Cybersecurity researchers have uncovered a sophisticated new malware campaign targeting cryptocurrency businesses, attributed to the North Korean hacking group BlueNoroff. The malware, dubbed “Hidden Risk” by researchers at SentinelLabs, specifically targets macOS systems and employs a multi-stage infection process involving decoy PDF documents.
According to a recent report from SentinelLabs, the attack begins with phishing emails disseminating fabricated news stories about cryptocurrency trends. These emails contain malicious attachments disguised as legitimate PDF files. When a user downloads and opens the PDF, a separate malware file is surreptitiously downloaded onto their desktop in the background. This file then grants the attackers remote access to the victim’s computer, enabling them to steal private keys and potentially other sensitive information.
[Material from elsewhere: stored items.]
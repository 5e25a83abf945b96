// Browser consent for desktop OAuth clients.
//
// The flow binds 127.0.0.1 on a random port, prints the consent URL and waits
// for Google to redirect the browser back with `?code=...&state=...`. The code
// is then exchanged for an access token and a refresh token.

use chrono::Utc;
use rand::distributions::Alphanumeric;
use rand::Rng;
use reqwest::Url;
use serde::Deserialize;
use std::path::Path;
use tokio::io::{AsyncBufReadExt, AsyncWriteExt, BufReader};
use tokio::net::TcpListener;

use super::authorized_user::{request_token, AuthorizedUserToken, DEFAULT_TOKEN_URI};
use super::AuthError;

const DEFAULT_AUTH_URI: &str = "https://accounts.google.com/o/oauth2/auth";

const SUCCESS_PAGE: &str =
    "The authentication flow has completed. You may close this window.";

/// The OAuth client downloaded from the Google Cloud Console.
#[derive(Debug, Clone, PartialEq, Eq)]
pub struct ClientSecret {
    pub client_id: String,
    pub client_secret: String,
    pub auth_uri: String,
    pub token_uri: String,
}

#[derive(Debug, Deserialize)]
struct ClientSecretFile {
    installed: Option<ClientSecretSection>,
    web: Option<ClientSecretSection>,
}

#[derive(Debug, Deserialize)]
struct ClientSecretSection {
    client_id: String,
    client_secret: String,
    #[serde(default)]
    auth_uri: Option<String>,
    #[serde(default)]
    token_uri: Option<String>,
}

impl ClientSecret {
    pub async fn from_file(path: &Path) -> Result<Self, AuthError> {
        let text = tokio::fs::read_to_string(path).await.map_err(|e| {
            AuthError::InvalidClientSecret(format!("{}: {}", path.display(), e))
        })?;
        Self::from_json(&text)
    }

    /// Accepts both the `installed` and the `web` client layouts.
    pub fn from_json(json: &str) -> Result<Self, AuthError> {
        let file: ClientSecretFile = serde_json::from_str(json)?;
        let section = file.installed.or(file.web).ok_or_else(|| {
            AuthError::InvalidClientSecret("expected an 'installed' or 'web' section".to_string())
        })?;

        Ok(Self {
            client_id: section.client_id,
            client_secret: section.client_secret,
            auth_uri: section
                .auth_uri
                .unwrap_or_else(|| DEFAULT_AUTH_URI.to_string()),
            token_uri: section
                .token_uri
                .unwrap_or_else(|| DEFAULT_TOKEN_URI.to_string()),
        })
    }
}

/// What came back on the loopback redirect.
#[derive(Debug, PartialEq, Eq)]
enum Redirect {
    Code { code: String, state: Option<String> },
    Error(String),
}

pub struct InstalledAppFlow {
    secret: ClientSecret,
    scope: String,
}

impl InstalledAppFlow {
    pub fn new(secret: ClientSecret, scope: &str) -> Self {
        Self {
            secret,
            scope: scope.to_string(),
        }
    }

    /// Runs the whole consent round trip and returns the new user token.
    pub async fn run_local_server(
        &self,
        client: &reqwest::Client,
    ) -> Result<AuthorizedUserToken, AuthError> {
        let listener = TcpListener::bind(("127.0.0.1", 0)).await?;
        let redirect_uri = format!("http://localhost:{}/", listener.local_addr()?.port());
        let state = random_state();

        let url = self.authorization_url(&redirect_uri, &state)?;
        println!("Please visit this URL to authorize this application: {}", url);

        let redirect = wait_for_redirect(&listener).await?;
        drop(listener);

        let code = match redirect {
            Redirect::Error(reason) => return Err(AuthError::AuthorizationDenied(reason)),
            Redirect::Code {
                state: returned, ..
            } if returned.as_deref() != Some(state.as_str()) => {
                return Err(AuthError::StateMismatch)
            }
            Redirect::Code { code, .. } => code,
        };

        let response = request_token(
            client,
            &self.secret.token_uri,
            &[
                ("grant_type", "authorization_code"),
                ("code", code.as_str()),
                ("redirect_uri", redirect_uri.as_str()),
                ("client_id", self.secret.client_id.as_str()),
                ("client_secret", self.secret.client_secret.as_str()),
            ],
        )
        .await?;

        tracing::info!("Google authorization completed");

        Ok(AuthorizedUserToken::from_response(
            response,
            &self.secret.client_id,
            &self.secret.client_secret,
            &self.secret.token_uri,
            &self.scope,
            Utc::now(),
        ))
    }

    fn authorization_url(&self, redirect_uri: &str, state: &str) -> Result<Url, AuthError> {
        Url::parse_with_params(
            &self.secret.auth_uri,
            &[
                ("response_type", "code"),
                ("client_id", self.secret.client_id.as_str()),
                ("redirect_uri", redirect_uri),
                ("scope", self.scope.as_str()),
                ("state", state),
                ("access_type", "offline"),
            ],
        )
        .map_err(|e| AuthError::InvalidClientSecret(format!("bad auth_uri: {}", e)))
    }
}

fn random_state() -> String {
    rand::thread_rng()
        .sample_iter(&Alphanumeric)
        .take(30)
        .map(char::from)
        .collect()
}

/// Accepts one connection, answers it and returns what the query string said.
async fn wait_for_redirect(listener: &TcpListener) -> Result<Redirect, AuthError> {
    let (mut stream, _) = listener.accept().await?;
    let (read_half, mut write_half) = stream.split();
    let mut reader = BufReader::new(read_half);

    let mut request_line = String::new();
    reader.read_line(&mut request_line).await?;

    // Drain the headers so the browser sees a clean response
    loop {
        let mut header = String::new();
        let read = reader.read_line(&mut header).await?;
        if read == 0 || header.trim_end().is_empty() {
            break;
        }
    }

    let response = format!(
        "HTTP/1.1 200 OK\r\nContent-Type: text/plain; charset=utf-8\r\nContent-Length: {}\r\nConnection: close\r\n\r\n{}",
        SUCCESS_PAGE.len(),
        SUCCESS_PAGE
    );
    write_half.write_all(response.as_bytes()).await?;
    write_half.flush().await?;

    parse_redirect(&request_line)
}

/// Parses `GET /?code=...&state=... HTTP/1.1`.
fn parse_redirect(request_line: &str) -> Result<Redirect, AuthError> {
    let target = request_line
        .split_whitespace()
        .nth(1)
        .ok_or(AuthError::MissingCode)?;

    let url = Url::parse(&format!("http://localhost{}", target))
        .map_err(|_| AuthError::MissingCode)?;

    let mut code = None;
    let mut state = None;
    let mut error = None;
    for (key, value) in url.query_pairs() {
        match key.as_ref() {
            "code" => code = Some(value.into_owned()),
            "state" => state = Some(value.into_owned()),
            "error" => error = Some(value.into_owned()),
            _ => {}
        }
    }

    if let Some(error) = error {
        return Ok(Redirect::Error(error));
    }

    code.map(|code| Redirect::Code { code, state })
        .ok_or(AuthError::MissingCode)
}
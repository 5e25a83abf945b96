// ============================================================================
// DOMAIN MODELS
// ============================================================================
// Everything here lives for a single run. Nothing is mutated after creation.

/// A product whose stock is below the alert threshold.
#[derive(Debug, Clone, PartialEq, Eq)]
pub struct LowStockEntry {
    /// Product name, trimmed.
    pub name: String,
    /// Quantity built from the digits of the raw cell.
    pub quantity: u64,
}

/// A quantity cell that had no digits in it at all (e.g. "N/A").
#[derive(Debug, Clone, PartialEq, Eq)]
pub struct ParseFailure {
    /// Zero-based row offset inside the fetched range.
    pub row: usize,
    /// The cell exactly as it came from the sheet.
    pub raw_value: String,
}

/// Result of evaluating one pair of columns.
#[derive(Debug, Clone, Default, PartialEq, Eq)]
pub struct Evaluation {
    /// Low-stock products in sheet order.
    pub entries: Vec<LowStockEntry>,
    /// Number of rows inspected, i.e. `min(names.len(), quantities.len())`.
    pub considered: usize,
    pub parse_failures: Vec<ParseFailure>,
}
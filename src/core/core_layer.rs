// The core module contains all business logic.
// Each feature gets its own submodule.

#[path = "stock/mod.rs"]
pub mod stock;

#[path = "alert/mod.rs"]
pub mod alert;
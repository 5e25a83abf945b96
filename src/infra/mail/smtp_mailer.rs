use async_trait::async_trait;
use lettre::message::header::ContentType;
use lettre::message::Mailbox;
use lettre::transport::smtp::authentication::Credentials;
use lettre::{AsyncSmtpTransport, AsyncTransport, Message, Tokio1Executor};
use thiserror::Error;

use crate::core::alert::{AlertEmail, AlertError, Mailer};

/// Errors raised while building or sending the alert email.
#[derive(Debug, Error)]
pub enum MailError {
    #[error("Invalid email address '{address}': {source}")]
    Address {
        address: String,
        #[source]
        source: lettre::address::AddressError,
    },
    #[error("Failed to build message: {0}")]
    Message(#[from] lettre::error::Error),
    #[error("SMTP error: {0}")]
    Smtp(#[from] lettre::transport::smtp::Error),
}

/// Connection settings for the SMTP relay.
#[derive(Clone, PartialEq, Eq)]
pub struct SmtpSettings {
    pub host: String,
    pub port: u16,
    pub username: String,
    pub password: String,
}

// Keep the password out of logs
impl std::fmt::Debug for SmtpSettings {
    fn fmt(&self, f: &mut std::fmt::Formatter<'_>) -> std::fmt::Result {
        f.debug_struct("SmtpSettings")
            .field("host", &self.host)
            .field("port", &self.port)
            .field("username", &self.username)
            .field("password", &"***")
            .finish()
    }
}

/// Sends each alert over its own STARTTLS session.
pub struct SmtpMailer {
    settings: SmtpSettings,
}

impl SmtpMailer {
    pub fn new(settings: SmtpSettings) -> Self {
        Self { settings }
    }

    pub async fn deliver(&self, email: &AlertEmail) -> Result<(), MailError> {
        let message = build_message(email)?;

        let transport = AsyncSmtpTransport::<Tokio1Executor>::starttls_relay(&self.settings.host)?
            .port(self.settings.port)
            .credentials(Credentials::new(
                self.settings.username.clone(),
                self.settings.password.clone(),
            ))
            .build();

        tracing::debug!(
            "Sending alert via {}:{}",
            self.settings.host,
            self.settings.port
        );
        transport.send(message).await?;
        Ok(())
    }
}

fn parse_mailbox(address: &str) -> Result<Mailbox, MailError> {
    address.parse::<Mailbox>().map_err(|source| MailError::Address {
        address: address.to_string(),
        source,
    })
}

/// Single-part `text/html` message with one recipient.
pub fn build_message(email: &AlertEmail) -> Result<Message, MailError> {
    Ok(Message::builder()
        .from(parse_mailbox(&email.from)?)
        .to(parse_mailbox(&email.to)?)
        .subject(email.subject.as_str())
        .header(ContentType::TEXT_HTML)
        .body(email.html_body.clone())?)
}

#[async_trait]
impl Mailer for SmtpMailer {
    async fn send(&self, email: &AlertEmail) -> Result<(), AlertError> {
        self.deliver(email)
            .await
            .map_err(|e| AlertError::Mail(Box::new(e)))
    }
}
The report highlights the advanced nature of the malware, noting a novel persistence mechanism that abuses the Zsh configuration file, zshenv. This allows the malware to remain active even after the computer is restarted, giving attackers continued access to the compromised system.
SentinelLabs assesses with “high confidence” that the same actor behind “Hidden Risk” is responsible for previous attacks attributed to BlueNoroff, including the RustDoor/ThiefBucket and RustBucket campaigns. This suggests a continuing evolution in the group’s tactics and techniques, specifically targeting the lucrative cryptocurrency industry.
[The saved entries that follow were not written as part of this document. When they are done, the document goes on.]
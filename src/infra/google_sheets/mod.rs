// =============================================================================
// GOOGLE SHEETS MODULE
// =============================================================================
//
// Infra side of the inventory read. The core only sees `SpreadsheetReader`;
// everything about URLs, bearer tokens and the Sheets JSON shape stays here.

pub mod google_sheets_client;

pub use google_sheets_client::GoogleSheetsClient;
// This is the alert workflow - it reads the inventory columns, finds the
// low-stock products and hands the composed email to a mailer.
// There is no Google or SMTP code in here; both sides come in as traits so the
// whole run can be tested with in-memory doubles.

use async_trait::async_trait;
use thiserror::Error;

use super::alert_composer::compose_alert;
use super::alert_models::{
    AlertEmail, Delivery, InventorySheet, Recipients, RunReport, SenderIdentity, ALERT_SUBJECT,
};
use crate::core::stock::StockEvaluator;

// ============================================================================
// ERROR TYPES
// ============================================================================

/// The reader's or mailer's own error, kept intact behind the trait boundary.
pub type SourceError = Box<dyn std::error::Error + Send + Sync>;

/// Failures raised by the collaborators of the alert workflow.
#[derive(Debug, Error)]
pub enum AlertError {
    #[error("Failed to read spreadsheet range {range}: {source}")]
    Spreadsheet {
        range: String,
        #[source]
        source: SourceError,
    },
    #[error("Failed to send email: {0}")]
    Mail(#[source] SourceError),
}

// ============================================================================
// COLLABORATOR TRAITS
// ============================================================================

/// Read access to a spreadsheet, one range at a time.
#[async_trait]
pub trait SpreadsheetReader: Send + Sync {
    /// Returns the rows of `range`. Each row holds the cells of that row in
    /// column order; trailing empty cells and empty trailing rows may be missing.
    async fn get_range(
        &self,
        spreadsheet_id: &str,
        range: &str,
    ) -> Result<Vec<Vec<String>>, AlertError>;
}

/// Delivers one composed alert.
#[async_trait]
pub trait Mailer: Send + Sync {
    async fn send(&self, email: &AlertEmail) -> Result<(), AlertError>;
}

// ============================================================================
// CORE SERVICE
// ============================================================================

pub struct StockAlertService<R: SpreadsheetReader, M: Mailer> {
    reader: R,
    /// `Err` holds the reason when the mail settings are incomplete.
    mailer: Result<M, String>,
    evaluator: StockEvaluator,
    sheet: InventorySheet,
    recipients: Recipients,
    sender: SenderIdentity,
}

impl<R: SpreadsheetReader, M: Mailer> StockAlertService<R, M> {
    pub fn new(
        reader: R,
        mailer: Result<M, String>,
        evaluator: StockEvaluator,
        sheet: InventorySheet,
        recipients: Recipients,
        sender: SenderIdentity,
    ) -> Self {
        Self {
            reader,
            mailer,
            evaluator,
            sheet,
            recipients,
            sender,
        }
    }

    /// Runs one pass: quantities, names, evaluation, composition, delivery.
    ///
    /// A spreadsheet failure ends the run before anything is composed. A mail
    /// failure is recorded in the report instead of being returned.
    pub async fn run(&self) -> Result<RunReport, AlertError> {
        let quantities = self.read_column(&self.sheet.stock_range).await?;
        let names = self.read_column(&self.sheet.name_range).await?;

        tracing::info!(
            names = names.len(),
            quantities = quantities.len(),
            "Fetched inventory columns"
        );

        let evaluation = self.evaluator.evaluate(&names, &quantities);
        tracing::info!(
            "Found {} product(s) below {} units",
            evaluation.entries.len(),
            self.evaluator.threshold()
        );

        let email = AlertEmail {
            from: self.recipients.from.clone(),
            to: self.recipients.to.clone(),
            subject: ALERT_SUBJECT.to_string(),
            html_body: compose_alert(&evaluation.entries, &self.sender),
        };

        let delivery = match &self.mailer {
            Ok(mailer) => match mailer.send(&email).await {
                Ok(()) => {
                    tracing::info!("Email sent to {}", email.to);
                    Delivery::Sent
                }
                Err(e) => {
                    tracing::error!("Failed to send the email: {}", e);
                    Delivery::Failed(e.to_string())
                }
            },
            Err(reason) => {
                tracing::error!("Email not sent: {}", reason);
                Delivery::Skipped(reason.clone())
            }
        };

        Ok(RunReport {
            rows_considered: evaluation.considered,
            low_stock: evaluation.entries,
            parse_failures: evaluation.parse_failures,
            delivery,
        })
    }

    /// Reads a single-column range and keeps the first cell of every row.
    async fn read_column(&self, range: &str) -> Result<Vec<Option<String>>, AlertError> {
        let rows = self
            .reader
            .get_range(&self.sheet.spreadsheet_id, range)
            .await?;

        Ok(rows.into_iter().map(|row| row.into_iter().next()).collect())
    }
}

// ============================================================================
// TESTS
// ============================================================================

#[cfg(test)]
mod tests {
    use super::*;
    use std::collections::HashMap;
    use std::sync::{Arc, Mutex};

    struct InMemorySheet {
        ranges: HashMap<String, Vec<Vec<String>>>,
        calls: Arc<Mutex<Vec<String>>>,
    }

    impl InMemorySheet {
        fn new(stock: &[&str], names: &[&str]) -> Self {
            let mut ranges = HashMap::new();
            ranges.insert("Stock!E2:E55".to_string(), to_rows(stock));
            ranges.insert("Stock!A2:A55".to_string(), to_rows(names));
            Self {
                ranges,
                calls: Arc::new(Mutex::new(Vec::new())),
            }
        }
    }

    // An empty string becomes an empty row, like the Sheets API returns for blank cells
    fn to_rows(values: &[&str]) -> Vec<Vec<String>> {
        values
            .iter()
            .map(|v| {
                if v.is_empty() {
                    Vec::new()
                } else {
                    vec![v.to_string()]
                }
            })
            .collect()
    }

    #[async_trait]
    impl SpreadsheetReader for InMemorySheet {
        async fn get_range(
            &self,
            _spreadsheet_id: &str,
            range: &str,
        ) -> Result<Vec<Vec<String>>, AlertError> {
            self.calls.lock().unwrap().push(range.to_string());
            self.ranges
                .get(range)
                .cloned()
                .ok_or_else(|| AlertError::Spreadsheet {
                    range: range.to_string(),
                    source: "403 PERMISSION_DENIED".into(),
                })
        }
    }

    #[derive(Clone, Default)]
    struct RecordingMailer {
        sent: Arc<Mutex<Vec<AlertEmail>>>,
        fail: bool,
    }

    #[async_trait]
    impl Mailer for RecordingMailer {
        async fn send(&self, email: &AlertEmail) -> Result<(), AlertError> {
            if self.fail {
                return Err(AlertError::Mail("535 authentication failed".into()));
            }
            self.sent.lock().unwrap().push(email.clone());
            Ok(())
        }
    }

    fn sheet() -> InventorySheet {
        InventorySheet {
            spreadsheet_id: "sheet-1".to_string(),
            stock_range: "Stock!E2:E55".to_string(),
            name_range: "Stock!A2:A55".to_string(),
        }
    }

    fn recipients() -> Recipients {
        Recipients {
            from: "alerts@example.com".to_string(),
            to: "buyer@example.com".to_string(),
        }
    }

    fn service(
        reader: InMemorySheet,
        mailer: Result<RecordingMailer, String>,
    ) -> StockAlertService<InMemorySheet, RecordingMailer> {
        StockAlertService::new(
            reader,
            mailer,
            StockEvaluator::default(),
            sheet(),
            recipients(),
            SenderIdentity::default(),
        )
    }

    #[tokio::test]
    async fn test_run_sends_low_stock_alert() {
        let mailer = RecordingMailer::default();
        let sent = Arc::clone(&mailer.sent);
        let reader = InMemorySheet::new(&["1", "", "5", "N/A"], &["A", "B", "C", "D", "E"]);
        let calls = Arc::clone(&reader.calls);

        let report = service(reader, Ok(mailer)).run().await.unwrap();

        assert_eq!(report.rows_considered, 4);
        assert_eq!(report.low_stock.len(), 1);
        assert_eq!(report.low_stock[0].name, "A");
        assert_eq!(report.parse_failures.len(), 1);
        assert_eq!(report.delivery, Delivery::Sent);

        // Quantities are read before names
        assert_eq!(
            *calls.lock().unwrap(),
            vec!["Stock!E2:E55".to_string(), "Stock!A2:A55".to_string()]
        );

        let sent = sent.lock().unwrap();
        assert_eq!(sent.len(), 1);
        assert_eq!(sent[0].subject, ALERT_SUBJECT);
        assert_eq!(sent[0].to, "buyer@example.com");
        assert!(sent[0].html_body.contains("Produto: A, Estoque: 1"));
    }

    #[tokio::test]
    async fn test_run_sends_placeholder_when_nothing_is_low() {
        let mailer = RecordingMailer::default();
        let sent = Arc::clone(&mailer.sent);
        let reader = InMemorySheet::new(&["10", "7"], &["A", "B"]);

        let report = service(reader, Ok(mailer)).run().await.unwrap();

        assert!(report.low_stock.is_empty());
        let sent = sent.lock().unwrap();
        assert!(sent[0]
            .html_body
            .contains("<li>Nenhum produto com estoque baixo.</li>"));
    }

    #[tokio::test]
    async fn test_spreadsheet_error_stops_before_mail() {
        let mailer = RecordingMailer::default();
        let sent = Arc::clone(&mailer.sent);
        let mut reader = InMemorySheet::new(&["1"], &["A"]);
        reader.ranges.remove("Stock!A2:A55");

        let result = service(reader, Ok(mailer)).run().await;

        match result {
            Err(AlertError::Spreadsheet { range, source }) => {
                assert_eq!(range, "Stock!A2:A55");
                assert_eq!(source.to_string(), "403 PERMISSION_DENIED");
            }
            other => panic!("expected a spreadsheet error, got {:?}", other.map(|_| ())),
        }
        assert!(sent.lock().unwrap().is_empty());
    }

    #[tokio::test]
    async fn test_mail_failure_is_reported() {
        let mailer = RecordingMailer {
            fail: true,
            ..RecordingMailer::default()
        };
        let reader = InMemorySheet::new(&["0"], &["A"]);

        let report = service(reader, Ok(mailer)).run().await.unwrap();

        assert!(matches!(report.delivery, Delivery::Failed(ref msg) if msg.contains("535")));
        assert_eq!(report.low_stock.len(), 1);
    }

    #[tokio::test]
    async fn test_missing_mail_settings_skip_delivery() {
        let reader = InMemorySheet::new(&["0"], &["A"]);

        let report = service(reader, Err("ALERT_TO is not set".to_string()))
            .run()
            .await
            .unwrap();

        assert_eq!(
            report.delivery,
            Delivery::Skipped("ALERT_TO is not set".to_string())
        );
    }
}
The discovery of “Hidden Risk” underscores the increasing sophistication of North Korean cyber operations and the ongoing threat they pose to cryptocurrency businesses and individuals. MacOS users, often perceived as less vulnerable to malware than Windows users, are particularly at risk in this campaign. Users are urged to exercise extreme caution when opening email attachments, especially those related to cryptocurrency, and to ensure their systems are running up-to-date security software. Further investigation into the “Hidden Risk” campaign is ongoing, and security researchers are working to identify and mitigate the threat.